▸ Instructions to follow
Filter the lines below, keeping each one that holds "Emrt".

▸ Collected data entries

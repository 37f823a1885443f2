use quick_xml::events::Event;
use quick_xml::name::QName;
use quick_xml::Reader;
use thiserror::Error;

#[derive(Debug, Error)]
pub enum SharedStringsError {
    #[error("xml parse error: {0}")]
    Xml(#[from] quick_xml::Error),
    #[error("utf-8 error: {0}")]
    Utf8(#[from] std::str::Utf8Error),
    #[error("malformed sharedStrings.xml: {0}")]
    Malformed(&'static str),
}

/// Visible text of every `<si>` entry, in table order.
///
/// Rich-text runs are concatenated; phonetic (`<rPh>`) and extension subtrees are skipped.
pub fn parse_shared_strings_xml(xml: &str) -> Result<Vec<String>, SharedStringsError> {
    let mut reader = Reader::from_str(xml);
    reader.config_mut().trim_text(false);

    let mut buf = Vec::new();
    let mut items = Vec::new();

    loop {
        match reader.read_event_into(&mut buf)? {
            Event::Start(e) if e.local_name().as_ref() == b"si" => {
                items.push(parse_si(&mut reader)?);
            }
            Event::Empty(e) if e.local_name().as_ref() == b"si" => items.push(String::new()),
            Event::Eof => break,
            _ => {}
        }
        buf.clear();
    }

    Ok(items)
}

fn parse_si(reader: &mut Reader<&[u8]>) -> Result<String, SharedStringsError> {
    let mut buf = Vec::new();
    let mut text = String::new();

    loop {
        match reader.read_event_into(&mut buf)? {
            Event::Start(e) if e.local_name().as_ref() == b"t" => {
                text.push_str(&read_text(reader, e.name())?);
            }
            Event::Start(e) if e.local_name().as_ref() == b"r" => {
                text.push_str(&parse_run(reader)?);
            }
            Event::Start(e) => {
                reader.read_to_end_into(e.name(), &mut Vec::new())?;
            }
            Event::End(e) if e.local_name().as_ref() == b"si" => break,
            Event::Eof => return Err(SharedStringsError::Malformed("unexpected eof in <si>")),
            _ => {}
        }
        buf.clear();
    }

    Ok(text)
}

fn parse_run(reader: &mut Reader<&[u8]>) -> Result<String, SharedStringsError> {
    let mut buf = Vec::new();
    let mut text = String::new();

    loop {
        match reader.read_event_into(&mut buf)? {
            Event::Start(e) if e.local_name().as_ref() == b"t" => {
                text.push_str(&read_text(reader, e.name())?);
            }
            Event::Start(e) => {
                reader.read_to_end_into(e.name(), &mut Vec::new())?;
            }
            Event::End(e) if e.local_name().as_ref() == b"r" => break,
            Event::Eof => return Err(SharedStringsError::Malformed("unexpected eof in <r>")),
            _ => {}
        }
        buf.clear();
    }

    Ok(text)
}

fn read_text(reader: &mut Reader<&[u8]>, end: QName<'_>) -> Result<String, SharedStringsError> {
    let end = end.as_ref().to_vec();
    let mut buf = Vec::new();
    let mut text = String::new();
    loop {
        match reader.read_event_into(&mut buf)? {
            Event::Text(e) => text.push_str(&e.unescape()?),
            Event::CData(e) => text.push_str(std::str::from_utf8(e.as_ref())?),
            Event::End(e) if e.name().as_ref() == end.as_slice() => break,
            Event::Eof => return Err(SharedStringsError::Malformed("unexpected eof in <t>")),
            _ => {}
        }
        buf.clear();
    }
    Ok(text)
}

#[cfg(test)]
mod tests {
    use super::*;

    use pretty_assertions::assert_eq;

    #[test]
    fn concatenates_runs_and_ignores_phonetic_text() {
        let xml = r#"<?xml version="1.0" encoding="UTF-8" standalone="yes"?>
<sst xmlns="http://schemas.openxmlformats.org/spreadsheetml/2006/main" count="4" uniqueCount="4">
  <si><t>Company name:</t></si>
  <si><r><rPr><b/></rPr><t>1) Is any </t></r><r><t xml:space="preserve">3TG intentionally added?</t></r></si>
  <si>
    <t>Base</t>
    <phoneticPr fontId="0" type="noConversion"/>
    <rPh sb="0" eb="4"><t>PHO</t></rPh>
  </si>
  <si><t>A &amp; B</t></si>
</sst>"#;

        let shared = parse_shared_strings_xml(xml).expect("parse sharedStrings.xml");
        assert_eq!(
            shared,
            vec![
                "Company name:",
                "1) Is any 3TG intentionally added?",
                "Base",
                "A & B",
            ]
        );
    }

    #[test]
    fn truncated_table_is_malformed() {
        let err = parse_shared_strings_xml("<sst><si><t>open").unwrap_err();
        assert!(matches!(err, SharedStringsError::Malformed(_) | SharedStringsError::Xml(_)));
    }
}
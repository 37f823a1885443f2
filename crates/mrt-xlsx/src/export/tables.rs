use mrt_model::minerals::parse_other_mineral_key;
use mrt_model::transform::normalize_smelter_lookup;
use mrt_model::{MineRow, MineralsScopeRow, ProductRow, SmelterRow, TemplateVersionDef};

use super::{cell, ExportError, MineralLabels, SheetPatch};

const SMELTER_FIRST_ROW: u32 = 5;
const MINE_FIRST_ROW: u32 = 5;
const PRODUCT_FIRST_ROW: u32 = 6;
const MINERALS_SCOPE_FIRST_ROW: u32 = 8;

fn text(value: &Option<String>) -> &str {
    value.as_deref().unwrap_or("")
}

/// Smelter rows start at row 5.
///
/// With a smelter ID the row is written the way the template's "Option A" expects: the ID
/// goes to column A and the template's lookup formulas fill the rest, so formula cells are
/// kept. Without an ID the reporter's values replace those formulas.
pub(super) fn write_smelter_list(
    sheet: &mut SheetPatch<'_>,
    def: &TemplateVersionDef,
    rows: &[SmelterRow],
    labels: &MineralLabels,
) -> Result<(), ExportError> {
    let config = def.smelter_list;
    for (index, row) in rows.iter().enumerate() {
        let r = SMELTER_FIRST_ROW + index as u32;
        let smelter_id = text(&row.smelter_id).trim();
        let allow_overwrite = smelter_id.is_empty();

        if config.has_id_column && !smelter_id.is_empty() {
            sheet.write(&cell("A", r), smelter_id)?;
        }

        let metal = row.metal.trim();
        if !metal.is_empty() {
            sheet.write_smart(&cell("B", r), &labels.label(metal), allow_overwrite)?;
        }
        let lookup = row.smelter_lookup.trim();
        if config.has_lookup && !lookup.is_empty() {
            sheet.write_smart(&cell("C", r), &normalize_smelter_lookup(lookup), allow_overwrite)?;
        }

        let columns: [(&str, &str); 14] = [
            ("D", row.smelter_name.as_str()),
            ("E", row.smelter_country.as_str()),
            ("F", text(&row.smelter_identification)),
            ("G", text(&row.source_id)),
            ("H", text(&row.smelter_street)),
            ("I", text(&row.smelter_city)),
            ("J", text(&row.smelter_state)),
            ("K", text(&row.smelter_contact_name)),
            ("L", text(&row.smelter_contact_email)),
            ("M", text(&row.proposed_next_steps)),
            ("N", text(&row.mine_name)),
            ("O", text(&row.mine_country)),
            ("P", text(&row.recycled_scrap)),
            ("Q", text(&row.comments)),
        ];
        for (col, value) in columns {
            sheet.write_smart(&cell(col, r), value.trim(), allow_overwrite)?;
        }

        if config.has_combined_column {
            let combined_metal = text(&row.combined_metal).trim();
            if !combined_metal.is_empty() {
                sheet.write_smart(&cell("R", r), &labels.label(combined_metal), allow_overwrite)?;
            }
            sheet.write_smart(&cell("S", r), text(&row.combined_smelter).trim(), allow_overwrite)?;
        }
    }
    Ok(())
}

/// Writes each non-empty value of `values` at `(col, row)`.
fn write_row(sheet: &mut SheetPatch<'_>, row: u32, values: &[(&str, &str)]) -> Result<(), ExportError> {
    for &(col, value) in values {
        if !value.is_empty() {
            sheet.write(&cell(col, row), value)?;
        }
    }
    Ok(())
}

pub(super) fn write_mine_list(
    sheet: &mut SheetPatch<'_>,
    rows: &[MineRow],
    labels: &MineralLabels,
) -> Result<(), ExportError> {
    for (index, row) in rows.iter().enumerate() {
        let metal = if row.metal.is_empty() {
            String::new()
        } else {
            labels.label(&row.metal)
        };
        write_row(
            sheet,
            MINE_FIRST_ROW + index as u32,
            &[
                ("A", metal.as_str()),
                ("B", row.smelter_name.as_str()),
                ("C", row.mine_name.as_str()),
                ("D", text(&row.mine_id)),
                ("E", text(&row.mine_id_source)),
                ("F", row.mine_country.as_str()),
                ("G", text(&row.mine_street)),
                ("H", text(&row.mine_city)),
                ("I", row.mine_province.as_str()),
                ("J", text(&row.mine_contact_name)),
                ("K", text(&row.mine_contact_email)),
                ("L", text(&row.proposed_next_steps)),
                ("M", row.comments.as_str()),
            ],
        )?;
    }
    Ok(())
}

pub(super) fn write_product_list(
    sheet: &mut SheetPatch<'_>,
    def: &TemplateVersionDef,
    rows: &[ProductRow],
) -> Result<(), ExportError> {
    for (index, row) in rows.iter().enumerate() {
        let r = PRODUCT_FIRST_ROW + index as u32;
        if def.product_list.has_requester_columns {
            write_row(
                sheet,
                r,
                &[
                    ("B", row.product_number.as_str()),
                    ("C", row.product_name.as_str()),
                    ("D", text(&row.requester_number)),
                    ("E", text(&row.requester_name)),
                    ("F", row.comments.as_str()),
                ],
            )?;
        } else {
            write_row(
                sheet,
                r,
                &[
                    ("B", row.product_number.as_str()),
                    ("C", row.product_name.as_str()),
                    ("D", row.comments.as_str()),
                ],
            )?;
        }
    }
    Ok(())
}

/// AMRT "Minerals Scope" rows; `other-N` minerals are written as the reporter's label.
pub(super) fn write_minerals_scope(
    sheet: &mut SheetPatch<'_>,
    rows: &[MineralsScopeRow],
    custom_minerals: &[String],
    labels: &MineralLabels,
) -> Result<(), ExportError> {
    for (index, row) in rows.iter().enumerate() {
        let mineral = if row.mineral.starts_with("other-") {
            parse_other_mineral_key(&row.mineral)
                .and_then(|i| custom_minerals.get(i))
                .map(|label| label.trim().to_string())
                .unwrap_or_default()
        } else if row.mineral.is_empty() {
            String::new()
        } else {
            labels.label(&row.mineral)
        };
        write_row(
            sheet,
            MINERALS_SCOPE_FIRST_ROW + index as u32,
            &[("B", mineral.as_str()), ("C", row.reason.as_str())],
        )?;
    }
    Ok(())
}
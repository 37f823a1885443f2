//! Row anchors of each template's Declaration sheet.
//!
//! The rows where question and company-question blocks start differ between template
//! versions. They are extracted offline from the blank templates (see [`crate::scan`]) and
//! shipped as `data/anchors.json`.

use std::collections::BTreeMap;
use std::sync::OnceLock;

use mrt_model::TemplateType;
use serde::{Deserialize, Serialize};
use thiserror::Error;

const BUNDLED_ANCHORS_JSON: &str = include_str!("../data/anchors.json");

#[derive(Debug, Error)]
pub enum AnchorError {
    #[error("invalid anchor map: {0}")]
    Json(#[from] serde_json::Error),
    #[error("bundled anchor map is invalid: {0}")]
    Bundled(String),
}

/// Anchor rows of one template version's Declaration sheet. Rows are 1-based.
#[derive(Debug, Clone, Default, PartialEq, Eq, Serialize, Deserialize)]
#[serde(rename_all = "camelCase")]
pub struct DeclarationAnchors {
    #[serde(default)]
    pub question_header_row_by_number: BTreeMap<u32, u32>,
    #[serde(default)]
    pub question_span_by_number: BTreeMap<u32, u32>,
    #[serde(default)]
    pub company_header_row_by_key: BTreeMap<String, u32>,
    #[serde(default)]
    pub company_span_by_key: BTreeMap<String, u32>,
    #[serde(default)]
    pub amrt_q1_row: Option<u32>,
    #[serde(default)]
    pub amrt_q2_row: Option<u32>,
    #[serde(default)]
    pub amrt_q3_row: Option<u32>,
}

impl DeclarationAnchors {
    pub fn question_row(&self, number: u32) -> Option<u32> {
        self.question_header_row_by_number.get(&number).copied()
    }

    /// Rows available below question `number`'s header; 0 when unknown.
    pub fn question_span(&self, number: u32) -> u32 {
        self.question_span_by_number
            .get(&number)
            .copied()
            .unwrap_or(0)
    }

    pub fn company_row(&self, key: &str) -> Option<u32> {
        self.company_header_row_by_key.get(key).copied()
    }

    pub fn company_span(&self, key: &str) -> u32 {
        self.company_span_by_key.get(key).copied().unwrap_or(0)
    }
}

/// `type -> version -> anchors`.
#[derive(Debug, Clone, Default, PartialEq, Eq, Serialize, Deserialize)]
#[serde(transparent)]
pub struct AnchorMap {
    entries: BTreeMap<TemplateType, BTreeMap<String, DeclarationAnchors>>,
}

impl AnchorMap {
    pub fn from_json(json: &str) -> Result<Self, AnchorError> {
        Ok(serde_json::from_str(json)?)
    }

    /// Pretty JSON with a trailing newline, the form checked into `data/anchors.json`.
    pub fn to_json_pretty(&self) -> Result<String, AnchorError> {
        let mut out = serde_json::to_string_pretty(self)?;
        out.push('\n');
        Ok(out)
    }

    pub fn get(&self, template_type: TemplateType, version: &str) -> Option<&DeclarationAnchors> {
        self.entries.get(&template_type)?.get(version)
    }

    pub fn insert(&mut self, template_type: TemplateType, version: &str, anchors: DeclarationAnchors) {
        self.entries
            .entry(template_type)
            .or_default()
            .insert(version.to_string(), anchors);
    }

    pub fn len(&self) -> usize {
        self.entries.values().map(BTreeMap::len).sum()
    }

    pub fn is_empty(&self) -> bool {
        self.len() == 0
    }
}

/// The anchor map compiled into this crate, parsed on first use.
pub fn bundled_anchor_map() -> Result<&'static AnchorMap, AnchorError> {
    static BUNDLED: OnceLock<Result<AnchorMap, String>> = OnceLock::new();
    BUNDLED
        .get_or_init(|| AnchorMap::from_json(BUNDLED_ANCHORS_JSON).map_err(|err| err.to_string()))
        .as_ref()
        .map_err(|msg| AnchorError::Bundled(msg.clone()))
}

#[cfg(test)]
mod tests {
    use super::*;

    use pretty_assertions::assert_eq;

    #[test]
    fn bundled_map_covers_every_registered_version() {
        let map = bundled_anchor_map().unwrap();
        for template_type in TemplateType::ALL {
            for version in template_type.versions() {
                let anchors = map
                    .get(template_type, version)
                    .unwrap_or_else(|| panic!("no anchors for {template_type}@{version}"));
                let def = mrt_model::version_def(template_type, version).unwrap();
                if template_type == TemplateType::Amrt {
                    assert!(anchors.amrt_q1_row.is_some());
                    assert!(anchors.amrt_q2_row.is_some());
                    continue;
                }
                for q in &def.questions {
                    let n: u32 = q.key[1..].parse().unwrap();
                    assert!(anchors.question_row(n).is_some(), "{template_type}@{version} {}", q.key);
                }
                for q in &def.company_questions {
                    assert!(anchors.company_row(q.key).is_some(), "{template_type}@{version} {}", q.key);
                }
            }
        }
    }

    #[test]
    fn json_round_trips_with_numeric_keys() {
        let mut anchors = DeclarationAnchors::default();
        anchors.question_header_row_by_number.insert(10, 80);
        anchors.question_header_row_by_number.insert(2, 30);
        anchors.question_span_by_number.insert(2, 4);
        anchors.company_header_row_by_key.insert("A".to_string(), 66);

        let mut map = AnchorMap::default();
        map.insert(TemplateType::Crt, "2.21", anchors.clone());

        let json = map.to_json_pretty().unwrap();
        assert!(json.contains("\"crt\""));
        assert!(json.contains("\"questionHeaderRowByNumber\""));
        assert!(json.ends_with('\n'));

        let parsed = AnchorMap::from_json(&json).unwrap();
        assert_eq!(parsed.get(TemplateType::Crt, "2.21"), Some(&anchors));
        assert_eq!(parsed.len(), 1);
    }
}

---

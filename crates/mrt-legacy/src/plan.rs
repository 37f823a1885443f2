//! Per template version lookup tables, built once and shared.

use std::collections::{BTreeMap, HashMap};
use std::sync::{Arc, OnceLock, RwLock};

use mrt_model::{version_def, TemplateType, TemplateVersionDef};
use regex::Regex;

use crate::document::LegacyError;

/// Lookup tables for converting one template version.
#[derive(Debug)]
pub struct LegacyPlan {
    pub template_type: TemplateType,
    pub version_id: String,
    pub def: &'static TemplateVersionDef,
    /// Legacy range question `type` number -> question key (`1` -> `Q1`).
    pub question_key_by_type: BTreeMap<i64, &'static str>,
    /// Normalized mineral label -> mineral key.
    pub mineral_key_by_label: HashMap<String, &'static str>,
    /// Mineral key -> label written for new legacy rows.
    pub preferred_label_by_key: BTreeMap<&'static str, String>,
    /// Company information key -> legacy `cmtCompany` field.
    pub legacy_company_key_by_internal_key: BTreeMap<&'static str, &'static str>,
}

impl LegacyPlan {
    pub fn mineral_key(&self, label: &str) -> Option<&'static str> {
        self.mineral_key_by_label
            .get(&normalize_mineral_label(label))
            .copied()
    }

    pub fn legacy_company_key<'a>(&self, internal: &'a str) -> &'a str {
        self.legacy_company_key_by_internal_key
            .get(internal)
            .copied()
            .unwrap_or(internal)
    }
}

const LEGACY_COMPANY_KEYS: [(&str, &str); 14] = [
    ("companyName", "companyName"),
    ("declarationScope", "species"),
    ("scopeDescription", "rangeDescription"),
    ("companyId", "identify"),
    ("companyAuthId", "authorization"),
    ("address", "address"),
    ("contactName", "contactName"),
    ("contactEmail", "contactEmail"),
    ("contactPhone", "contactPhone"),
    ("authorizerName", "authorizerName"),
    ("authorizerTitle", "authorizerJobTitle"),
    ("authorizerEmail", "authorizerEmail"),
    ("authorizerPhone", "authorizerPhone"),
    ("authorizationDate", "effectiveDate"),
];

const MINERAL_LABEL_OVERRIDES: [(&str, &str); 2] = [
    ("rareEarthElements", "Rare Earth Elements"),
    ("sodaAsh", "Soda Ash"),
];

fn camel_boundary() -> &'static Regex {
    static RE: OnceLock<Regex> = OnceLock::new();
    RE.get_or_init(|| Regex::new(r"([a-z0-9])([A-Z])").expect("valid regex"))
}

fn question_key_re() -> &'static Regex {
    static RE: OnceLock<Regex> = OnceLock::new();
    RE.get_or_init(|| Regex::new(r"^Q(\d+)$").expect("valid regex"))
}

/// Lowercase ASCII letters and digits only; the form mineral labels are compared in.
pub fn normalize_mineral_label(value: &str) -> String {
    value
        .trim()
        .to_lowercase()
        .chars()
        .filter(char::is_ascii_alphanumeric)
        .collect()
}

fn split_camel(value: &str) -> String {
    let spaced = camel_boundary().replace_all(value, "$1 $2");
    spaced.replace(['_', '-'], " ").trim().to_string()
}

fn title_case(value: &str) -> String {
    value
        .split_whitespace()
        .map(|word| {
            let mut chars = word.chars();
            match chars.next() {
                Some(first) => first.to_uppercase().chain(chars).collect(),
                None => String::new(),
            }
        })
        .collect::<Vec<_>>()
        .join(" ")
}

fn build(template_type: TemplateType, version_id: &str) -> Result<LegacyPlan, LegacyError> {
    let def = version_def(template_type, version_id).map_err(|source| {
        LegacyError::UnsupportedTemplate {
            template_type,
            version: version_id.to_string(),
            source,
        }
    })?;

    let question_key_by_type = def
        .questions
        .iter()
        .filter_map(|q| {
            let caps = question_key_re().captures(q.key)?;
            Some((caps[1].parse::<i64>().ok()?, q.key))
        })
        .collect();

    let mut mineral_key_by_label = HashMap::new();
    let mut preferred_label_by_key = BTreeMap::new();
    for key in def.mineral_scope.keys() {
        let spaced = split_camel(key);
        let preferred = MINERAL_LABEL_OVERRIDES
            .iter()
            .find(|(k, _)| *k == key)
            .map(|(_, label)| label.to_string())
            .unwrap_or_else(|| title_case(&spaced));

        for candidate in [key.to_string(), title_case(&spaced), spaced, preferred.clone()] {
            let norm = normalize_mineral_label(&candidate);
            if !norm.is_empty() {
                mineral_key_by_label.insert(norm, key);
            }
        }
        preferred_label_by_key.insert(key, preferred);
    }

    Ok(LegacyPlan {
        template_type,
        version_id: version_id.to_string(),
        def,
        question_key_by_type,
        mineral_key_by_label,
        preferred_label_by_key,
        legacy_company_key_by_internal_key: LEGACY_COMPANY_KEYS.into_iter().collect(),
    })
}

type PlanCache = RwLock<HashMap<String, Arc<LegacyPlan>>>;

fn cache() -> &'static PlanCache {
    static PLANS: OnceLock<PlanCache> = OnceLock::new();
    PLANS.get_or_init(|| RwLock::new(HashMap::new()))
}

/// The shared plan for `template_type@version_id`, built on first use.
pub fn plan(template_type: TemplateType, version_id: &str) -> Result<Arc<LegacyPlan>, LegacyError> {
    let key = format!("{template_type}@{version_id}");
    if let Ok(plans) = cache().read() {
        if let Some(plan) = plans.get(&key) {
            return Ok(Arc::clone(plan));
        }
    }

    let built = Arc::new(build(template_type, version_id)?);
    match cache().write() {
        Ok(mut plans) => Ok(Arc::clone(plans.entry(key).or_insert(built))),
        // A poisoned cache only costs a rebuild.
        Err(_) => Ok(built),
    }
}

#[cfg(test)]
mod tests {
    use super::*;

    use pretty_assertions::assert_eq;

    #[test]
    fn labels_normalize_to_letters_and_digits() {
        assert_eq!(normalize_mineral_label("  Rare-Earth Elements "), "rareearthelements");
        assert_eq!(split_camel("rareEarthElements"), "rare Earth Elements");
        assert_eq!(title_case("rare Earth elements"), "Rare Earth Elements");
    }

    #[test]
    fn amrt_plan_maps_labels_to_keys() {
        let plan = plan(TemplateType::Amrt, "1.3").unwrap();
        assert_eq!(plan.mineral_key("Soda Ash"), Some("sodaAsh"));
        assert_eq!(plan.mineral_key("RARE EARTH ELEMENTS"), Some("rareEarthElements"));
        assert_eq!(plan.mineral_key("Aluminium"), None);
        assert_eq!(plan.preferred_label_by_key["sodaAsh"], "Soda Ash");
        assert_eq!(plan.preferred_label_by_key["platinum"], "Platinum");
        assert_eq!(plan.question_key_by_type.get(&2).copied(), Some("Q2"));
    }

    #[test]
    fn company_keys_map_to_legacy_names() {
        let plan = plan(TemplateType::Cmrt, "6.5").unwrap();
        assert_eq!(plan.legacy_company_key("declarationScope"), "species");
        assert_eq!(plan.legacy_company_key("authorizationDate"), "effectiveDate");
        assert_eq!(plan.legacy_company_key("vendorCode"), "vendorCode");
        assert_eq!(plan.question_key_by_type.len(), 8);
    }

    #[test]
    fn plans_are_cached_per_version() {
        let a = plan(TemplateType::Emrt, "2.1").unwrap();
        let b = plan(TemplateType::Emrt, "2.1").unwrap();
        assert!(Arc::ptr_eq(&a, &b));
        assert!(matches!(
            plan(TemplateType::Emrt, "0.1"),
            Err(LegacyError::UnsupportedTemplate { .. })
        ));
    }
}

▸ Expected output
        let a = plan(TemplateType::Emrt, "2.1").unwrap();
        let b = plan(TemplateType::Emrt, "2.1").unwrap();
            plan(TemplateType::Emrt, "0.1"),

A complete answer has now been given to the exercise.